How to complete this task → Which lines in the records below contain the word "Result"? Copy each one out.

Records drawn from a dataset
···
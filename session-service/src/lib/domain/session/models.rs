use std::fmt;
use std::str::FromStr;

use serde_json::Map;
use serde_json::Value;

use crate::session::errors::EmailError;
use crate::session::errors::UsernameError;

/// Opaque user identifier.
///
/// The external user directory owns the id format; this service never parses
/// or generates one, it only carries verified ids between directory calls and
/// token claims.
#[derive(Debug, Clone, PartialEq, Eq, Hash)]
pub struct UserId(String);

impl UserId {
    pub fn new(id: impl Into<String>) -> Self {
        Self(id.into())
    }

    pub fn as_str(&self) -> &str {
        &self.0
    }
}

impl fmt::Display for UserId {
    fn fmt(&self, f: &mut fmt::Formatter<'_>) -> fmt::Result {
        self.0.fmt(f)
    }
}

/// Username value type
///
/// Ensures username is 3-32 characters and contains only alphanumeric,
/// underscore, and hyphen.
#[derive(Debug, Clone, PartialEq, Eq)]
pub struct Username(String);

impl Username {
    const MIN_LENGTH: usize = 3;
    const MAX_LENGTH: usize = 32;

    /// Create a new valid username.
    ///
    /// # Errors
    /// * `TooShort` / `TooLong` - length outside 3-32
    /// * `InvalidCharacters` - contains characters other than alphanumeric, _ and -
    pub fn new(username: String) -> Result<Self, UsernameError> {
        let length = username.len();
        if length < Self::MIN_LENGTH {
            return Err(UsernameError::TooShort {
                min: Self::MIN_LENGTH,
                actual: length,
            });
        }
        if length > Self::MAX_LENGTH {
            return Err(UsernameError::TooLong {
                max: Self::MAX_LENGTH,
                actual: length,
            });
        }
        if !username
            .chars()
            .all(|c| c.is_alphanumeric() || c == '_' || c == '-')
        {
            return Err(UsernameError::InvalidCharacters);
        }
        Ok(Self(username))
    }

    pub fn as_str(&self) -> &str {
        &self.0
    }
}

impl fmt::Display for Username {
    fn fmt(&self, f: &mut fmt::Formatter<'_>) -> fmt::Result {
        self.0.fmt(f)
    }
}

/// Email address type
///
/// Validates email format using RFC 5322 compliant parser.
#[derive(Debug, Clone, PartialEq, Eq)]
pub struct EmailAddress(String);

impl EmailAddress {
    /// Create a new validated email address.
    ///
    /// # Errors
    /// * `InvalidFormat` - email does not conform to RFC 5322
    pub fn new(email: String) -> Result<Self, EmailError> {
        email_address::EmailAddress::from_str(&email)
            .map(|_| EmailAddress(email))
            .map_err(|e| EmailError::InvalidFormat(e.to_string()))
    }

    pub fn as_str(&self) -> &str {
        &self.0
    }
}

/// Credential record as held by the external user directory.
///
/// Username and email are carried verbatim; the directory is the system of
/// record and this service never re-validates what it stores.
#[derive(Debug, Clone)]
pub struct UserRecord {
    pub id: UserId,
    pub username: String,
    pub email: String,
    pub password_hash: String,
}

/// Registration command with validated identity fields.
///
/// `profile` is an uninterpreted pass-through of any additional registration
/// fields (display name, birth date, and so on) that the directory stores.
#[derive(Debug)]
pub struct NewUser {
    pub username: Username,
    pub email: EmailAddress,
    pub password: String,
    pub profile: Map<String, Value>,
}

/// Create request handed to the directory: identity fields plus the already
/// hashed password. Plaintext never crosses the directory boundary.
#[derive(Debug)]
pub struct NewUserRecord {
    pub username: String,
    pub email: String,
    pub password_hash: String,
    pub profile: Map<String, Value>,
}

#[cfg(test)]
mod tests {
    use super::*;

    #[test]
    fn test_username_accepts_valid() {
        assert!(Username::new("alice_01".to_string()).is_ok());
        assert!(Username::new("a-b".to_string()).is_ok());
    }

    #[test]
    fn test_username_rejects_out_of_bounds() {
        assert!(matches!(
            Username::new("ab".to_string()),
            Err(UsernameError::TooShort { .. })
        ));
        assert!(matches!(
            Username::new("x".repeat(33)),
            Err(UsernameError::TooLong { .. })
        ));
        assert!(matches!(
            Username::new("has space".to_string()),
            Err(UsernameError::InvalidCharacters)
        ));
    }

    #[test]
    fn test_email_validation() {
        assert!(EmailAddress::new("a@x.com".to_string()).is_ok());
        assert!(EmailAddress::new("not-an-email".to_string()).is_err());
    }
}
···
Response →
    fn fmt(&self, f: &mut fmt::Formatter<'_>) -> fmt::Result {
    pub fn new(username: String) -> Result<Self, UsernameError> {
    fn fmt(&self, f: &mut fmt::Formatter<'_>) -> fmt::Result {
    pub fn new(email: String) -> Result<Self, EmailError> {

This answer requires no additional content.